Here's another interesting fact from Argentina's rent controls, per the Journal: "In Buenos Aires—a city dubbed the Paris of the South for its broad avenues and cafe culture—many apartments long sat empty, with landlords preferring to keep them vacant, or lease them as vacation rentals, rather than comply with the government's rent law." The newspaper said that owners of many of those 200,000 units are now putting them on the market.
I've reported on a similar situation in San Francisco, which has more than 52,000 vacant units. Many owners would rather keep them empty than rent them out under the city's rent-control terms—and they fear that once they allow strangers to rent their apartments that they'll never be able to get them out given the city's strict tenant laws. Instead of addressing economic reality, San Francisco acted like Perónistas and passed an Empty Homes Tax.

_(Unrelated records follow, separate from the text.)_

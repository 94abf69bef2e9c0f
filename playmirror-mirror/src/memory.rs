//! In-memory [`MirrorStore`] for tests and dry experiments.
//!
//! Records every call in an operation log and can be told to fail the next
//! N writes or queries, which is how retry exhaustion is exercised.

use std::cell::{Cell, RefCell};
use std::collections::HashSet;

use chrono::{DateTime, FixedOffset};

use playmirror_core::{MirrorRecord, PlaylistId, RemoteError, RowId, Status};

use crate::row::{BucketRow, MirrorSnapshot, TrackRow};
use crate::schema::MirrorSchema;
use crate::store::MirrorStore;

/// One call made against a [`MemoryStore`].
#[derive(Debug, Clone, PartialEq, Eq)]
pub enum StoreOp {
    Schema,
    Query,
    Retrieve(RowId),
    Create(RowId),
    Update(RowId),
    UpdateStatus(RowId, Status),
    CreateBucket(PlaylistId),
}

#[derive(Default)]
pub struct MemoryStore {
    schema: RefCell<MirrorSchema>,
    records: RefCell<Vec<MirrorRecord>>,
    buckets: RefCell<Vec<BucketRow>>,
    /// Full rows as last written, by row id.
    rows: RefCell<Vec<(RowId, TrackRow)>>,
    ops: RefCell<Vec<StoreOp>>,
    next_id: Cell<u64>,
    failing_writes: Cell<u32>,
    failing_queries: Cell<u32>,
}

impl MemoryStore {
    pub fn new() -> Self {
        Self {
            schema: RefCell::new(MirrorSchema::expected()),
            ..Self::default()
        }
    }

    pub fn with_schema(schema: MirrorSchema) -> Self {
        Self {
            schema: RefCell::new(schema),
            ..Self::default()
        }
    }

    /// Seed an existing record.
    pub fn insert_record(&self, record: MirrorRecord) {
        self.records.borrow_mut().push(record);
    }

    /// Seed an existing playlist bucket.
    pub fn insert_bucket(&self, playlist: PlaylistId) {
        self.buckets.borrow_mut().push(BucketRow {
            playlist_id: playlist,
            name: String::new(),
            creator: String::new(),
            track_count: 0,
            cover_url: String::new(),
            synced_at: DateTime::<FixedOffset>::default(),
        });
    }

    /// Move a stored row to another playlist, as a concurrent edit would.
    pub fn reassign(&self, id: &RowId, playlist: PlaylistId) {
        if let Some(rec) = self.records.borrow_mut().iter_mut().find(|r| &r.row_id == id) {
            rec.playlist_id = playlist;
        }
    }

    /// Delete a stored row.
    pub fn delete(&self, id: &RowId) {
        self.records.borrow_mut().retain(|r| &r.row_id != id);
    }

    /// Fail the next `n` write calls with a transport error.
    pub fn fail_next_writes(&self, n: u32) {
        self.failing_writes.set(n);
    }

    /// Fail the next `n` `query_all` calls with a transport error.
    pub fn fail_queries(&self, n: u32) {
        self.failing_queries.set(n);
    }

    pub fn records(&self) -> Vec<MirrorRecord> {
        self.records.borrow().clone()
    }

    pub fn buckets(&self) -> Vec<BucketRow> {
        self.buckets.borrow().clone()
    }

    pub fn record(&self, id: &RowId) -> Option<MirrorRecord> {
        self.records.borrow().iter().find(|r| &r.row_id == id).cloned()
    }

    /// The full row most recently written under `id`.
    pub fn last_row(&self, id: &RowId) -> Option<TrackRow> {
        self.rows
            .borrow()
            .iter()
            .rev()
            .find(|(row_id, _)| row_id == id)
            .map(|(_, row)| row.clone())
    }

    pub fn ops(&self) -> Vec<StoreOp> {
        self.ops.borrow().clone()
    }

    /// Operations that changed stored state.
    pub fn writes(&self) -> Vec<StoreOp> {
        self.ops
            .borrow()
            .iter()
            .filter(|op| {
                matches!(
                    op,
                    StoreOp::Create(_)
                        | StoreOp::Update(_)
                        | StoreOp::UpdateStatus(..)
                        | StoreOp::CreateBucket(_)
                )
            })
            .cloned()
            .collect()
    }

    fn log(&self, op: StoreOp) {
        self.ops.borrow_mut().push(op);
    }

    fn take_failure(counter: &Cell<u32>, endpoint: &str) -> Result<(), RemoteError> {
        let left = counter.get();
        if left == 0 {
            return Ok(());
        }
        counter.set(left - 1);
        Err(RemoteError::transport(endpoint, "injected failure"))
    }

    fn fresh_id(&self) -> RowId {
        let n = self.next_id.get() + 1;
        self.next_id.set(n);
        RowId(format!("mem-{n}"))
    }
}

impl MirrorStore for MemoryStore {
    fn schema(&self) -> Result<MirrorSchema, RemoteError> {
        self.log(StoreOp::Schema);
        Ok(self.schema.borrow().clone())
    }

    fn query_all(&self) -> Result<MirrorSnapshot, RemoteError> {
        self.log(StoreOp::Query);
        Self::take_failure(&self.failing_queries, "query")?;
        let buckets: HashSet<PlaylistId> = self
            .buckets
            .borrow()
            .iter()
            .map(|b| b.playlist_id.clone())
            .collect();
        Ok(MirrorSnapshot {
            records: self.records(),
            buckets,
            skipped: 0,
        })
    }

    fn retrieve(&self, id: &RowId) -> Result<Option<MirrorRecord>, RemoteError> {
        self.log(StoreOp::Retrieve(id.clone()));
        Ok(self.record(id))
    }

    fn create_row(&self, row: &TrackRow) -> Result<RowId, RemoteError> {
        Self::take_failure(&self.failing_writes, "create")?;
        let id = self.fresh_id();
        self.log(StoreOp::Create(id.clone()));
        self.records.borrow_mut().push(row.to_record(id.clone()));
        self.rows.borrow_mut().push((id.clone(), row.clone()));
        Ok(id)
    }

    fn update_row(&self, id: &RowId, row: &TrackRow) -> Result<(), RemoteError> {
        Self::take_failure(&self.failing_writes, "update")?;
        let mut records = self.records.borrow_mut();
        let slot = records
            .iter_mut()
            .find(|r| &r.row_id == id)
            .ok_or_else(|| RemoteError::Status {
                endpoint: "update".to_string(),
                status: 404,
                message: format!("no row {id}"),
            })?;
        *slot = row.to_record(id.clone());
        self.log(StoreOp::Update(id.clone()));
        self.rows.borrow_mut().push((id.clone(), row.clone()));
        Ok(())
    }

    fn update_status(
        &self,
        id: &RowId,
        status: Status,
        synced_at: DateTime<FixedOffset>,
    ) -> Result<(), RemoteError> {
        Self::take_failure(&self.failing_writes, "update_status")?;
        let mut records = self.records.borrow_mut();
        let slot = records
            .iter_mut()
            .find(|r| &r.row_id == id)
            .ok_or_else(|| RemoteError::Status {
                endpoint: "update_status".to_string(),
                status: 404,
                message: format!("no row {id}"),
            })?;
        slot.status = status;
        slot.last_synced = Some(synced_at);
        self.log(StoreOp::UpdateStatus(id.clone(), status));
        Ok(())
    }

    fn create_bucket(&self, row: &BucketRow) -> Result<RowId, RemoteError> {
        Self::take_failure(&self.failing_writes, "create_bucket")?;
        let id = self.fresh_id();
        self.log(StoreOp::CreateBucket(row.playlist_id.clone()));
        self.buckets.borrow_mut().push(row.clone());
        Ok(id)
    }
}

Back in the United States, President Joe Biden proposed a national rent control, an idea that's economically illiterate and probably unconstitutional. In California, the same progressive activist group that sponsored two failed ballot measures expanding rent control is back again with Proposition 33.
California already has rent controls, but this would allow cities to pass extreme ones, including vacancy controls that forbid owners from raising rents between tenancies. California voters have the evidence before them. They can head down a path of scarcity and misery. Or they can let the market work. And it does work, as renters suddenly found many competitively priced apartments in Buenos Aires.